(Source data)
┌──

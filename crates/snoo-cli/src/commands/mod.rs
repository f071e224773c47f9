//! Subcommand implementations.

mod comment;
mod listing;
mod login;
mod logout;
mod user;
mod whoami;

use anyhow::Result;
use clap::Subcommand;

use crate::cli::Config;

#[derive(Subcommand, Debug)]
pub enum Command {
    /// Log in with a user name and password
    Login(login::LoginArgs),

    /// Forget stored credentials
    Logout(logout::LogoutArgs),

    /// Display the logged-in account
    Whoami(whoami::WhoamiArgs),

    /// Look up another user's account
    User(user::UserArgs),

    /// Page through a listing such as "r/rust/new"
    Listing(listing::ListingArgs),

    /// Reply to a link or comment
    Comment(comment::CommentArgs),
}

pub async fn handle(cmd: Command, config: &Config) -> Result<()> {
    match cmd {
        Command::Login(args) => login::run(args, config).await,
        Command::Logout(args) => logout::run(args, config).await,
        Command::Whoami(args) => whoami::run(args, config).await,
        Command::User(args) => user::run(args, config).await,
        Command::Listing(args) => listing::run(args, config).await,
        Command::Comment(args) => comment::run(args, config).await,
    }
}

└──
┌──

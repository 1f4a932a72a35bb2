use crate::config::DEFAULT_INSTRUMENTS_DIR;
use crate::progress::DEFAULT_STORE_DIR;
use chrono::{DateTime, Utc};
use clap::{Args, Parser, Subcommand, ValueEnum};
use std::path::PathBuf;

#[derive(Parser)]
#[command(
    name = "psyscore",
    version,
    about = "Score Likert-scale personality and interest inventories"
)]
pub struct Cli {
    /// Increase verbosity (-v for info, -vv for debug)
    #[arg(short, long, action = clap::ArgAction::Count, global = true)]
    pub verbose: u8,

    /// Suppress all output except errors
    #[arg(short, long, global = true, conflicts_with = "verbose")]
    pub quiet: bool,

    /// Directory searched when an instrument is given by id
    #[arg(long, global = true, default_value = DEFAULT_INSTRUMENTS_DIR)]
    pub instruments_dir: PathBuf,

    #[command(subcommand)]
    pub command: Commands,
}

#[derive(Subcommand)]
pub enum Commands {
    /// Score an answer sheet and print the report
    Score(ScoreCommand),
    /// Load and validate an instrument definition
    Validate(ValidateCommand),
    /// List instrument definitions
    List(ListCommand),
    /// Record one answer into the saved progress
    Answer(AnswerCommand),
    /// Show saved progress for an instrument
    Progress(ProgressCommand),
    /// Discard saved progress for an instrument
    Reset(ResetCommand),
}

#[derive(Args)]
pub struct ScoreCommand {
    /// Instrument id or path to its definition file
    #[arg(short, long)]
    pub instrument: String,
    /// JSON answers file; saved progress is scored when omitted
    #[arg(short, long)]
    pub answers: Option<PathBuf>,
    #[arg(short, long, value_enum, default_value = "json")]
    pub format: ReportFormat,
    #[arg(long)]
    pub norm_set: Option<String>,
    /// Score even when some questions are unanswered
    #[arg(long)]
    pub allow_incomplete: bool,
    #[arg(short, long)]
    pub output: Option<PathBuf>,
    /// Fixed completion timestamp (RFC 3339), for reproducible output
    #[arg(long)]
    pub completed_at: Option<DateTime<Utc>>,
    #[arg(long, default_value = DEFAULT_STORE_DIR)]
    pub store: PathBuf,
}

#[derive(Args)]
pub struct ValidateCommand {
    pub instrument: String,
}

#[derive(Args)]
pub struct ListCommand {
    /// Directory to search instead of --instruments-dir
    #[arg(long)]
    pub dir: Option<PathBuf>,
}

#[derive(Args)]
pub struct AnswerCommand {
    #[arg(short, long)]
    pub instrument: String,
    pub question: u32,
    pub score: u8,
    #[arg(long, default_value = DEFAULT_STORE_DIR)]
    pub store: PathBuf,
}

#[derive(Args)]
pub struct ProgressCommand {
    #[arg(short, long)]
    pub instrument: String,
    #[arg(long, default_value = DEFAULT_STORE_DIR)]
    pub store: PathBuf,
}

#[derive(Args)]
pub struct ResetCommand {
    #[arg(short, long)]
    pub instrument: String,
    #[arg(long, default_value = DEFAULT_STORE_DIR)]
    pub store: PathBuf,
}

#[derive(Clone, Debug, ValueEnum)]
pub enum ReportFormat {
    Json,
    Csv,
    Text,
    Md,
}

└──

◆ **WORK ORDER**: Where a line of the data holds the word "comment", copy that line.

◆ **EXERCISE RESPONSE**:
mod comment;
    /// Reply to a link or comment
    Comment(comment::CommentArgs),
        Command::Comment(args) => comment::run(args, config).await,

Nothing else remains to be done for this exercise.